Wat is een artrometer?

Artsen of fysiotherapeuten gebruiken over het algemeen een arthrometer, ook wel een goniometer genoemd, als een orthopedisch diagnostisch hulpmiddel voor het meten van bewegingsbereik in gewrichten. Fabrikanten maken elk apparaat om de flexibiliteit en stijfheid van ligamenten in een bepaald gewricht te meten. Artrometers kunnen worden vervaardigd voor schouder-, wervel- of enkelgewrichten, maar de meeste worden gebruikt om problemen in kniebanden te beoordelen. Sensoren op het apparaat registreren gewrichtsbeweging en geven de informatie meestal door aan een verbonden grafiek, waardoor tijdens de beoordeling een visuele en hardcopy weergave van gewrichtsarticulatie wordt verkregen.

Zorgverleners kunnen een arthrometer gebruiken voor initiële en postoperatieve beoordelingen van een knieblessure aan de voorste kruisband. De patiënt ligt meestal op een tafel met een gedempte steun onder zijn benen. De steun houdt het been in juiste uitlijning en zorgt voor de benodigde hoeveelheid kniebuiging, die typisch 20 tot 35 graden is. De arthrometer wordt langs de bovenkant van het been geplaatst, van de knie tot het scheenbeen, en wordt op zijn plaats gehouden met klittenband.

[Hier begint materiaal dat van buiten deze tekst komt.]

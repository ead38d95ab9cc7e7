//! Provider client tests against mocked upstream APIs.

mod common;

use std::io;
use std::sync::{Arc, Mutex};

use assert_matches::assert_matches;
use common::*;
use reelsearch::metadata::providers::{RottenTomatoesProvider, TmdbProvider, TvdbProvider};
use reelsearch::metadata::SearchProvider;
use reelsearch_common::{ProviderError, ProviderId, SearchQuery, StreamLinkTemplate};
use serde_json::json;
use wiremock::matchers::{method, path, query_param};
use wiremock::{Mock, MockServer, ResponseTemplate};

fn query(raw: &str) -> SearchQuery {
    SearchQuery::parse(raw).unwrap()
}

fn rotten_tomatoes(server: &MockServer) -> RottenTomatoesProvider {
    RottenTomatoesProvider::new(RT_KEY.into(), server.uri(), StreamLinkTemplate::default())
}

fn tmdb(server: &MockServer) -> TmdbProvider {
    TmdbProvider::new(TMDB_KEY.into(), server.uri(), 100, StreamLinkTemplate::default())
}

fn tvdb(server: &MockServer) -> TvdbProvider {
    TvdbProvider::new(
        TVDB_KEY.into(),
        server.uri(),
        "series".into(),
        StreamLinkTemplate::default(),
    )
}

// ---------------------------------------------------------------------------
// Rotten Tomatoes
// ---------------------------------------------------------------------------

#[tokio::test]
async fn rotten_tomatoes_maps_movie() {
    let server = MockServer::start().await;
    mount_rotten_tomatoes_inception(&server).await;

    let records = rotten_tomatoes(&server).search(&query("Inception")).await.unwrap();

    assert_eq!(records.len(), 1);
    let r = &records[0];
    assert_eq!(r.external_id, "12897");
    assert_eq!(r.title, "Inception");
    assert_eq!(r.imdb_id.as_deref(), Some("tt1375666"));
    assert_eq!(
        r.stream_url.as_deref(),
        Some("http://www.canistream.it/external/imdb/tt1375666?l=default")
    );
    assert_eq!(r.actors, vec!["Leonardo DiCaprio", "Joseph Gordon-Levitt"]);
    assert_eq!(r.banners.len(), 2);
}

#[tokio::test]
async fn rotten_tomatoes_zero_matches_is_empty_success() {
    let server = MockServer::start().await;
    Mock::given(method("GET"))
        .and(path("/movies.json"))
        .respond_with(ResponseTemplate::new(200).set_body_json(json!({ "total": 0, "movies": [] })))
        .mount(&server)
        .await;

    let records = rotten_tomatoes(&server).search(&query("zzzz")).await.unwrap();
    assert!(records.is_empty());
}

#[tokio::test]
async fn rotten_tomatoes_server_error_is_status_error() {
    let server = MockServer::start().await;
    Mock::given(method("GET"))
        .and(path("/movies.json"))
        .respond_with(ResponseTemplate::new(500))
        .mount(&server)
        .await;

    let err = rotten_tomatoes(&server).search(&query("Inception")).await.unwrap_err();
    assert_eq!(
        err,
        ProviderError::Status {
            provider: ProviderId::RottenTomatoes,
            status: 500
        }
    );
}

#[tokio::test]
async fn rotten_tomatoes_garbage_body_is_decode_error() {
    let server = MockServer::start().await;
    Mock::given(method("GET"))
        .and(path("/movies.json"))
        .respond_with(ResponseTemplate::new(200).set_body_string("<html>oops</html>"))
        .mount(&server)
        .await;

    let err = rotten_tomatoes(&server).search(&query("Inception")).await.unwrap_err();
    assert_matches!(err, ProviderError::Decode { provider: ProviderId::RottenTomatoes, .. });
}

#[tokio::test]
async fn rotten_tomatoes_api_error_body_is_decode_error() {
    let server = MockServer::start().await;
    Mock::given(method("GET"))
        .and(path("/movies.json"))
        .respond_with(
            ResponseTemplate::new(200).set_body_json(json!({ "error": "Account Inactive" })),
        )
        .mount(&server)
        .await;

    let err = rotten_tomatoes(&server).search(&query("Inception")).await.unwrap_err();
    assert!(err.to_string().contains("Account Inactive"), "{err}");
}

#[tokio::test]
async fn unreachable_host_is_request_error() {
    let provider = RottenTomatoesProvider::new(
        RT_KEY.into(),
        "http://127.0.0.1:1".into(),
        StreamLinkTemplate::default(),
    );

    let err = provider.search(&query("Inception")).await.unwrap_err();
    assert_matches!(err, ProviderError::Request { provider: ProviderId::RottenTomatoes, .. });
}

// ---------------------------------------------------------------------------
// TMDB
// ---------------------------------------------------------------------------

#[tokio::test]
async fn tmdb_chains_detail_and_credits() {
    let server = MockServer::start().await;
    mount_tmdb_inception(&server).await;

    let records = tmdb(&server).search(&query("Inception")).await.unwrap();

    assert_eq!(records.len(), 1);
    let r = &records[0];
    assert_eq!(r.external_id, "27205");
    assert_eq!(r.imdb_id.as_deref(), Some("tt1375666"));
    assert!(r.plot.starts_with("Cobb"));
    assert_eq!(r.actors, vec!["Leonardo DiCaprio", "Ken Watanabe"]);
    assert_eq!(r.banners, vec!["/9gk7adHYeDvHkCSEqAvQNLV5Uge.jpg"]);
}

#[tokio::test]
async fn tmdb_credits_failure_fails_provider() {
    let server = MockServer::start().await;
    Mock::given(method("GET"))
        .and(path("/search/movie"))
        .respond_with(ResponseTemplate::new(200).set_body_json(json!({
            "results": [{ "id": 27205, "title": "Inception" }]
        })))
        .mount(&server)
        .await;
    Mock::given(method("GET"))
        .and(path("/movie/27205"))
        .respond_with(ResponseTemplate::new(200).set_body_json(json!({ "imdb_id": "tt1375666" })))
        .mount(&server)
        .await;
    Mock::given(method("GET"))
        .and(path("/movie/27205/credits"))
        .respond_with(ResponseTemplate::new(503))
        .mount(&server)
        .await;

    let err = tmdb(&server).search(&query("Inception")).await.unwrap_err();
    assert_eq!(
        err,
        ProviderError::Status {
            provider: ProviderId::Tmdb,
            status: 503
        }
    );
}

#[tokio::test]
async fn tmdb_zero_matches_makes_no_detail_calls() {
    let server = MockServer::start().await;
    Mock::given(method("GET"))
        .and(path("/search/movie"))
        .respond_with(ResponseTemplate::new(200).set_body_json(json!({ "results": [] })))
        .expect(1)
        .mount(&server)
        .await;

    let records = tmdb(&server).search(&query("zzzz")).await.unwrap();
    assert!(records.is_empty());
    server.verify().await;
}

// ---------------------------------------------------------------------------
// TheTVDB
// ---------------------------------------------------------------------------

#[tokio::test]
async fn tvdb_chains_actors_and_banners() {
    let server = MockServer::start().await;
    Mock::given(method("GET"))
        .and(path("/GetSeries.php"))
        .and(query_param("seriesname", "Star Trek"))
        .respond_with(ResponseTemplate::new(200).set_body_string(
            r#"<?xml version="1.0" encoding="UTF-8" ?>
            <Data>
              <Series>
                <seriesid>73255</seriesid>
                <SeriesName>Star Trek</SeriesName>
                <Overview>Space: the final frontier.</Overview>
                <IMDB_ID>tt0060028</IMDB_ID>
              </Series>
            </Data>"#,
        ))
        .mount(&server)
        .await;
    Mock::given(method("GET"))
        .and(path(format!("/{TVDB_KEY}/series/73255/actors.xml")))
        .respond_with(ResponseTemplate::new(200).set_body_string(
            "<Actors><Actor><Name>William Shatner</Name></Actor><Actor><Name>Leonard Nimoy</Name></Actor></Actors>",
        ))
        .mount(&server)
        .await;
    Mock::given(method("GET"))
        .and(path(format!("/{TVDB_KEY}/series/73255/banners.xml")))
        .respond_with(ResponseTemplate::new(200).set_body_string(
            "<Banners>\
               <Banner><BannerPath>graphical/73255-g.jpg</BannerPath><BannerType>series</BannerType></Banner>\
               <Banner><BannerPath>fanart/original/73255-1.jpg</BannerPath><BannerType>fanart</BannerType></Banner>\
             </Banners>",
        ))
        .mount(&server)
        .await;

    let records = tvdb(&server).search(&query("Star Trek")).await.unwrap();

    assert_eq!(records.len(), 1);
    let r = &records[0];
    assert_eq!(r.external_id, "73255");
    assert_eq!(r.title, "Star Trek");
    assert_eq!(r.plot, "Space: the final frontier.");
    assert_eq!(r.imdb_id.as_deref(), Some("tt0060028"));
    assert_eq!(r.actors, vec!["William Shatner", "Leonard Nimoy"]);
    assert_eq!(r.banners, vec!["graphical/73255-g.jpg"]);
}

#[tokio::test]
async fn tvdb_empty_result() {
    let server = MockServer::start().await;
    mount_tvdb_empty(&server).await;

    let records = tvdb(&server).search(&query("nothing")).await.unwrap();
    assert!(records.is_empty());
}

#[tokio::test]
async fn tvdb_missing_actors_document_fails_provider() {
    let server = MockServer::start().await;
    Mock::given(method("GET"))
        .and(path("/GetSeries.php"))
        .respond_with(ResponseTemplate::new(200).set_body_string(
            "<Data><Series><seriesid>1</seriesid><SeriesName>X</SeriesName></Series></Data>",
        ))
        .mount(&server)
        .await;
    // No mock for actors.xml: wiremock answers 404.

    let err = tvdb(&server).search(&query("X")).await.unwrap_err();
    assert_eq!(
        err,
        ProviderError::Status {
            provider: ProviderId::Tvdb,
            status: 404
        }
    );
}

#[tokio::test]
async fn tvdb_non_numeric_series_id_is_decode_error() {
    let server = MockServer::start().await;
    Mock::given(method("GET"))
        .and(path("/GetSeries.php"))
        .respond_with(ResponseTemplate::new(200).set_body_string(
            "<Data><Series><seriesid>../x</seriesid><SeriesName>X</SeriesName></Series></Data>",
        ))
        .expect(1)
        .mount(&server)
        .await;

    let err = tvdb(&server).search(&query("X")).await.unwrap_err();
    assert_matches!(err, ProviderError::Decode { provider: ProviderId::Tvdb, .. });

    // The bad id never reaches a follow-up request path.
    assert_eq!(server.received_requests().await.unwrap().len(), 1);
    server.verify().await;
}

/// Log sink for asserting on what a provider writes to the log.
#[derive(Clone, Default)]
struct LogBuffer(Arc<Mutex<Vec<u8>>>);

impl LogBuffer {
    fn contents(&self) -> String {
        String::from_utf8_lossy(&self.0.lock().unwrap()).into_owned()
    }
}

impl io::Write for LogBuffer {
    fn write(&mut self, buf: &[u8]) -> io::Result<usize> {
        self.0.lock().unwrap().extend_from_slice(buf);
        Ok(buf.len())
    }

    fn flush(&mut self) -> io::Result<()> {
        Ok(())
    }
}

#[tokio::test]
async fn tvdb_api_key_is_not_logged() {
    const KEY: &str = "SECRETKEY123";

    let server = MockServer::start().await;
    Mock::given(method("GET"))
        .and(path("/GetSeries.php"))
        .respond_with(ResponseTemplate::new(200).set_body_string(
            "<Data><Series><seriesid>1</seriesid><SeriesName>X</SeriesName></Series></Data>",
        ))
        .mount(&server)
        .await;
    Mock::given(method("GET"))
        .and(path(format!("/{KEY}/series/1/actors.xml")))
        .respond_with(ResponseTemplate::new(200).set_body_string("<Actors></Actors>"))
        .mount(&server)
        .await;
    Mock::given(method("GET"))
        .and(path(format!("/{KEY}/series/1/banners.xml")))
        .respond_with(ResponseTemplate::new(200).set_body_string("<Banners></Banners>"))
        .mount(&server)
        .await;

    let logs = LogBuffer::default();
    let writer = logs.clone();
    let subscriber = tracing_subscriber::fmt()
        .with_env_filter(tracing_subscriber::EnvFilter::new("reelsearch=debug"))
        .with_ansi(false)
        .with_writer(move || writer.clone())
        .finish();
    let _guard = tracing::subscriber::set_default(subscriber);

    let provider = TvdbProvider::new(
        KEY.into(),
        server.uri(),
        "series".into(),
        StreamLinkTemplate::default(),
    );
    let records = provider.search(&query("X")).await.unwrap();
    assert_eq!(records.len(), 1);

    let output = logs.contents();
    assert!(output.contains("actors.xml"), "{output}");
    assert!(output.contains("/***/series/1/"), "{output}");
    assert!(!output.contains(KEY), "{output}");
}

Een knie-artrometer heeft meestal twee sensoren. De ene staat in contact met de patella of knieschijf en de andere ligt op het scheenbeen of het scheenbeen. Een krachthandgreep maakt het mogelijk 15, 20 of 30 pond constante druk uit te oefenen onder de knie tijdens het proces van het beoordelen van de stabiliteit. Met verschillende hoeveelheden druk kan het onderste deel van het been worden verplaatst of kan de patiënt het zelf optillen, terwijl de knie wordt ondersteund. Dankzij een verschillend bereik van bewegingstests, vaak de ladetest, Lachman's test en de pivot shift genoemd, kan de arts of therapeut een abnormale beweging tussen het scheenbeen en de patella bepalen.

De hoeveelheid beweging die het scheenbeen ervaart weg van of naar de knieschijf bepaalt de hoeveelheid ligamentschade. Een gewonde knie vertoont vaak een grotere mate van beweging dan een niet-gewonde knie. Professionals kunnen het apparaat op beide knieën gebruiken, waarbij de hoeveelheid beweging in het gewonde been wordt vergeleken met die van het niet-gewonde been. Artrometermetingen op geblesseerde knieën vertonen meestal 3 millimeter of meer verplaatsing dan het gezonde gewricht.

Artsen kunnen ervoor kiezen om een ​​arthrometer te gebruiken voor initiële diagnostische doeleinden, omdat patiënten over het algemeen weinig of geen kniepijn ervaren met het apparaat in vergelijking met het ongemak veroorzaakt door conventionele handmatige manipulatie. Een artrometer kan ook worden gebruikt tijdens fysiotherapie om de voortgang te bewaken. De nauwkeurigheid van het instrument hangt grotendeels af van de training en ervaring van het individu dat het gebruikt. Onjuiste plaatsing kan het sensorcontact beïnvloeden en kan onjuiste metingen opleveren.

ANDERE TALEN

heeft dit artikel jou geholpen? bedankt voor de feedback bedankt voor de feedback

Hoe kunnen we helpen? Hoe kunnen we helpen?